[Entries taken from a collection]

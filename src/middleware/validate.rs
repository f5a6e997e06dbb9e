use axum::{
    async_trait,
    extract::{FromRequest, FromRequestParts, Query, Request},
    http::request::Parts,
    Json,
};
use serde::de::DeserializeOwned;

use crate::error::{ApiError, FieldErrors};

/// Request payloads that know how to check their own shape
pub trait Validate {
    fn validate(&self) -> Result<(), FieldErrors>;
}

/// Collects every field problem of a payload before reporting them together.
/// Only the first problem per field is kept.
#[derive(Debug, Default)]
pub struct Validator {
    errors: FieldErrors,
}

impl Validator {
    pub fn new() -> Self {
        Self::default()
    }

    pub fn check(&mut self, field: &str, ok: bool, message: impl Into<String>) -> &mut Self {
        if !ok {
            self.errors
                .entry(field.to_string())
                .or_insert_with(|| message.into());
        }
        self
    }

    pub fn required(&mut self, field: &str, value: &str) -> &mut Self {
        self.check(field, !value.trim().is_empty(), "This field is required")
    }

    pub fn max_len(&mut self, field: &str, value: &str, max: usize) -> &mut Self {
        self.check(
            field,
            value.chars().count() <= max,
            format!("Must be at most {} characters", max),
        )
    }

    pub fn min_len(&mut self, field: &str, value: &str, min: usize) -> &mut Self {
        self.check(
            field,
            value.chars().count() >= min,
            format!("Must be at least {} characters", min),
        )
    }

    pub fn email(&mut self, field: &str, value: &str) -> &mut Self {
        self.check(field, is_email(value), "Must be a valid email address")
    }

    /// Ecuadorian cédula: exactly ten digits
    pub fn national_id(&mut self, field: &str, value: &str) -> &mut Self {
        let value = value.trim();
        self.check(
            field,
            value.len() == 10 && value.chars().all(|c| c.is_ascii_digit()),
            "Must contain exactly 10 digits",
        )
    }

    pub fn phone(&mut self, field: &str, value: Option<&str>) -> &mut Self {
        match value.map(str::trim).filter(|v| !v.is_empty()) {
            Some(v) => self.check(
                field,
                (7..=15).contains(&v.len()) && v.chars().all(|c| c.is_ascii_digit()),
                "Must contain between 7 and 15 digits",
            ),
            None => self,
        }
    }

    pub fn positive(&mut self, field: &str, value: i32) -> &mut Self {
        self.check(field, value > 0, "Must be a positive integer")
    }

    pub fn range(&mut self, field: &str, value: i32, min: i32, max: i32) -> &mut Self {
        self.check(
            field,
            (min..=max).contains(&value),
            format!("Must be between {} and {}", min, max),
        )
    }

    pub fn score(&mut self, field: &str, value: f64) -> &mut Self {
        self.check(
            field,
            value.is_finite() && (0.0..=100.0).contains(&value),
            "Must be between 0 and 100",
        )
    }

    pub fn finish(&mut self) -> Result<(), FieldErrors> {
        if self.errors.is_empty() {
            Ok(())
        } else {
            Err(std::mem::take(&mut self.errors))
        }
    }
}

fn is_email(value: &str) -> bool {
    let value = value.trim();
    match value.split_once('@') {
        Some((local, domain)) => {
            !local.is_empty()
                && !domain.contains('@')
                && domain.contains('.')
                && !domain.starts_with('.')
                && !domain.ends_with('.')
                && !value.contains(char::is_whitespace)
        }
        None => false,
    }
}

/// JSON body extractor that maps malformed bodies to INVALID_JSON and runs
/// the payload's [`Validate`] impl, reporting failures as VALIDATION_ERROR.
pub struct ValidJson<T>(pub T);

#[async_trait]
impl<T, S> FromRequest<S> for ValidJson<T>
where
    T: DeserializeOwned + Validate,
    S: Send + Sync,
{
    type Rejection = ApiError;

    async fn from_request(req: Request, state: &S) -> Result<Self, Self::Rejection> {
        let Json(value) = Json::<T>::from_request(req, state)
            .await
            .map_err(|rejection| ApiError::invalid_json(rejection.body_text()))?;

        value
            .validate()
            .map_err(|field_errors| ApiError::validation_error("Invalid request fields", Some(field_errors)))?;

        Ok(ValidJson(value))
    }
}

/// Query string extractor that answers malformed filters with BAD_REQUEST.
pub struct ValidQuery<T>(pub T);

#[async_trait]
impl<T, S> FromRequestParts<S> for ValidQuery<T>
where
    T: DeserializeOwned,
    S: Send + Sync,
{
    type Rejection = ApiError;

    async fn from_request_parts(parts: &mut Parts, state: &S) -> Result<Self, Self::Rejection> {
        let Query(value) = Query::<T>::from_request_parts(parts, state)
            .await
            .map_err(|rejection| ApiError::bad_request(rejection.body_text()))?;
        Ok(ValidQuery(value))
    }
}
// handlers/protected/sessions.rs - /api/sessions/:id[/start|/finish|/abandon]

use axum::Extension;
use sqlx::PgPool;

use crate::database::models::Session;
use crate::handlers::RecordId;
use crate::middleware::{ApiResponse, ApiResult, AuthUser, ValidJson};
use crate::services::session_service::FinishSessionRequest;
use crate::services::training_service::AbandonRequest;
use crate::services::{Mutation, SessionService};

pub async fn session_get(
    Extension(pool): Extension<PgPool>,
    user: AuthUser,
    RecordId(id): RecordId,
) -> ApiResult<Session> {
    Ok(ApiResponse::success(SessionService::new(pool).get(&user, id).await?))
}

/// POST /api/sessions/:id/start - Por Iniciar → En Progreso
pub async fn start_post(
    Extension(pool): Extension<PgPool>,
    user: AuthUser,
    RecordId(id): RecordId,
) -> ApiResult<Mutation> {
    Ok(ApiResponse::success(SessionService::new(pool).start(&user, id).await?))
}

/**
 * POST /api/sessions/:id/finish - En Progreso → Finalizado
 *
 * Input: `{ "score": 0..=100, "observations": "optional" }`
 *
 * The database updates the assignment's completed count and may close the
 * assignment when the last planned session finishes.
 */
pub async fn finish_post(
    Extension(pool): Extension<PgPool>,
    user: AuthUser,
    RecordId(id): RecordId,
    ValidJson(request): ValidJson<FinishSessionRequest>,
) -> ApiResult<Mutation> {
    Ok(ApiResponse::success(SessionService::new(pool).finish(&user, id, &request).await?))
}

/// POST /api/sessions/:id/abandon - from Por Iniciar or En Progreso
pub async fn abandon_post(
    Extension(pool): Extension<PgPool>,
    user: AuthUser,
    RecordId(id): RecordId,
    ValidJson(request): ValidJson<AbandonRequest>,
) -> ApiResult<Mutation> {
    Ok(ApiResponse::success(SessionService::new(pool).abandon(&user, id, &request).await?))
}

### AIM OF THE EXERCISE:
What you return must match the data above character for character.

### RESULT:
filename src/middleware/validate.rs
repository f5a6e997e06dbb9e
use axum::{
    async_trait,
    extract::{FromRequest, FromRequestParts, Query, Request},
    http::request::Parts,
    Json,
};
use serde::de::DeserializeOwned;

use crate::error::{ApiError, FieldErrors};

/// Request payloads that know how to check their own shape
pub trait Validate {
    fn validate(&self) -> Result<(), FieldErrors>;
}

/// Collects every field problem of a payload before reporting them together.
/// Only the first problem per field is kept.
#[derive(Debug, Default)]
pub struct Validator {
    errors: FieldErrors,
}

impl Validator {
    pub fn new() -> Self {
        Self::default()
    }

    pub fn check(&mut self, field: &str, ok: bool, message: impl Into<String>) -> &mut Self {
        if !ok {
            self.errors
                .entry(field.to_string())
                .or_insert_with(|| message.into());
        }
        self
    }

    pub fn required(&mut self, field: &str, value: &str) -> &mut Self {
        self.check(field, !value.trim().is_empty(), "This field is required")
    }

    pub fn max_len(&mut self, field: &str, value: &str, max: usize) -> &mut Self {
        self.check(
            field,
            value.chars().count() <= max,
            format!("Must be at most {} characters", max),
        )
    }

    pub fn min_len(&mut self, field: &str, value: &str, min: usize) -> &mut Self {
        self.check(
            field,
            value.chars().count() >= min,
            format!("Must be at least {} characters", min),
        )
    }

    pub fn email(&mut self, field: &str, value: &str) -> &mut Self {
        self.check(field, is_email(value), "Must be a valid email address")
    }

    /// Ecuadorian cédula: exactly ten digits
    pub fn national_id(&mut self, field: &str, value: &str) -> &mut Self {
        let value = value.trim();
        self.check(
            field,
            value.len() == 10 && value.chars().all(|c| c.is_ascii_digit()),
            "Must contain exactly 10 digits",
        )
    }

    pub fn phone(&mut self, field: &str, value: Option<&str>) -> &mut Self {
        match value.map(str::trim).filter(|v| !v.is_empty()) {
            Some(v) => self.check(
                field,
                (7..=15).contains(&v.len()) && v.chars().all(|c| c.is_ascii_digit()),
                "Must contain between 7 and 15 digits",
            ),
            None => self,
        }
    }

    pub fn positive(&mut self, field: &str, value: i32) -> &mut Self {
        self.check(field, value > 0, "Must be a positive integer")
    }

    pub fn range(&mut self, field: &str, value: i32, min: i32, max: i32) -> &mut Self {
        self.check(
            field,
            (min..=max).contains(&value),
            format!("Must be between {} and {}", min, max),
        )
    }

    pub fn score(&mut self, field: &str, value: f64) -> &mut Self {
        self.check(
            field,
            value.is_finite() && (0.0..=100.0).contains(&value),
            "Must be between 0 and 100",
        )
    }

    pub fn finish(&mut self) -> Result<(), FieldErrors> {
        if self.errors.is_empty() {
            Ok(())
        } else {
            Err(std::mem::take(&mut self.errors))
        }
    }
}

fn is_email(value: &str) -> bool {
    let value = value.trim();
    match value.split_once('@') {
        Some((local, domain)) => {
            !local.is_empty()
                && !domain.contains('@')
                && domain.contains('.')
                && !domain.starts_with('.')
                && !domain.ends_with('.')
                && !value.contains(char::is_whitespace)
        }
        None => false,
    }
}

/// JSON body extractor that maps malformed bodies to INVALID_JSON and runs
/// the payload's [`Validate`] impl, reporting failures as VALIDATION_ERROR.
pub struct ValidJson<T>(pub T);

#[async_trait]
impl<T, S> FromRequest<S> for ValidJson<T>
where
    T: DeserializeOwned + Validate,
    S: Send + Sync,
{
    type Rejection = ApiError;

    async fn from_request(req: Request, state: &S) -> Result<Self, Self::Rejection> {
        let Json(value) = Json::<T>::from_request(req, state)
            .await
            .map_err(|rejection| ApiError::invalid_json(rejection.body_text()))?;

        value
            .validate()
            .map_err(|field_errors| ApiError::validation_error("Invalid request fields", Some(field_errors)))?;

        Ok(ValidJson(value))
    }
}

/// Query string extractor that answers malformed filters with BAD_REQUEST.
pub struct ValidQuery<T>(pub T);

#[async_trait]
impl<T, S> FromRequestParts<S> for ValidQuery<T>
where
    T: DeserializeOwned,
    S: Send + Sync,
{
    type Rejection = ApiError;

    async fn from_request_parts(parts: &mut Parts, state: &S) -> Result<Self, Self::Rejection> {
        let Query(value) = Query::<T>::from_request_parts(parts, state)
            .await
            .map_err(|rejection| ApiError::bad_request(rejection.body_text()))?;
        Ok(ValidQuery(value))
    }
}
// handlers/protected/sessions.rs - /api/sessions/:id[/start|/finish|/abandon]

use axum::Extension;
use sqlx::PgPool;

use crate::database::models::Session;
use crate::handlers::RecordId;
use crate::middleware::{ApiResponse, ApiResult, AuthUser, ValidJson};
use crate::services::session_service::FinishSessionRequest;
use crate::services::training_service::AbandonRequest;
use crate::services::{Mutation, SessionService};

pub async fn session_get(
    Extension(pool): Extension<PgPool>,
    user: AuthUser,
    RecordId(id): RecordId,
) -> ApiResult<Session> {
    Ok(ApiResponse::success(SessionService::new(pool).get(&user, id).await?))
}

/// POST /api/sessions/:id/start - Por Iniciar → En Progreso
pub async fn start_post(
    Extension(pool): Extension<PgPool>,
    user: AuthUser,
    RecordId(id): RecordId,
) -> ApiResult<Mutation> {
    Ok(ApiResponse::success(SessionService::new(pool).start(&user, id).await?))
}

/**
 * POST /api/sessions/:id/finish - En Progreso → Finalizado
 *
 * Input: `{ "score": 0..=100, "observations": "optional" }`
 *
 * The database updates the assignment's completed count and may close the
 * assignment when the last planned session finishes.
 */
pub async fn finish_post(
    Extension(pool): Extension<PgPool>,
    user: AuthUser,
    RecordId(id): RecordId,
    ValidJson(request): ValidJson<FinishSessionRequest>,
) -> ApiResult<Mutation> {
    Ok(ApiResponse::success(SessionService::new(pool).finish(&user, id, &request).await?))
}

/// POST /api/sessions/:id/abandon - from Por Iniciar or En Progreso
pub async fn abandon_post(
    Extension(pool): Extension<PgPool>,
    user: AuthUser,
    RecordId(id): RecordId,
    ValidJson(request): ValidJson<AbandonRequest>,
) -> ApiResult<Mutation> {
    Ok(ApiResponse::success(SessionService::new(pool).abandon(&user, id, &request).await?))
}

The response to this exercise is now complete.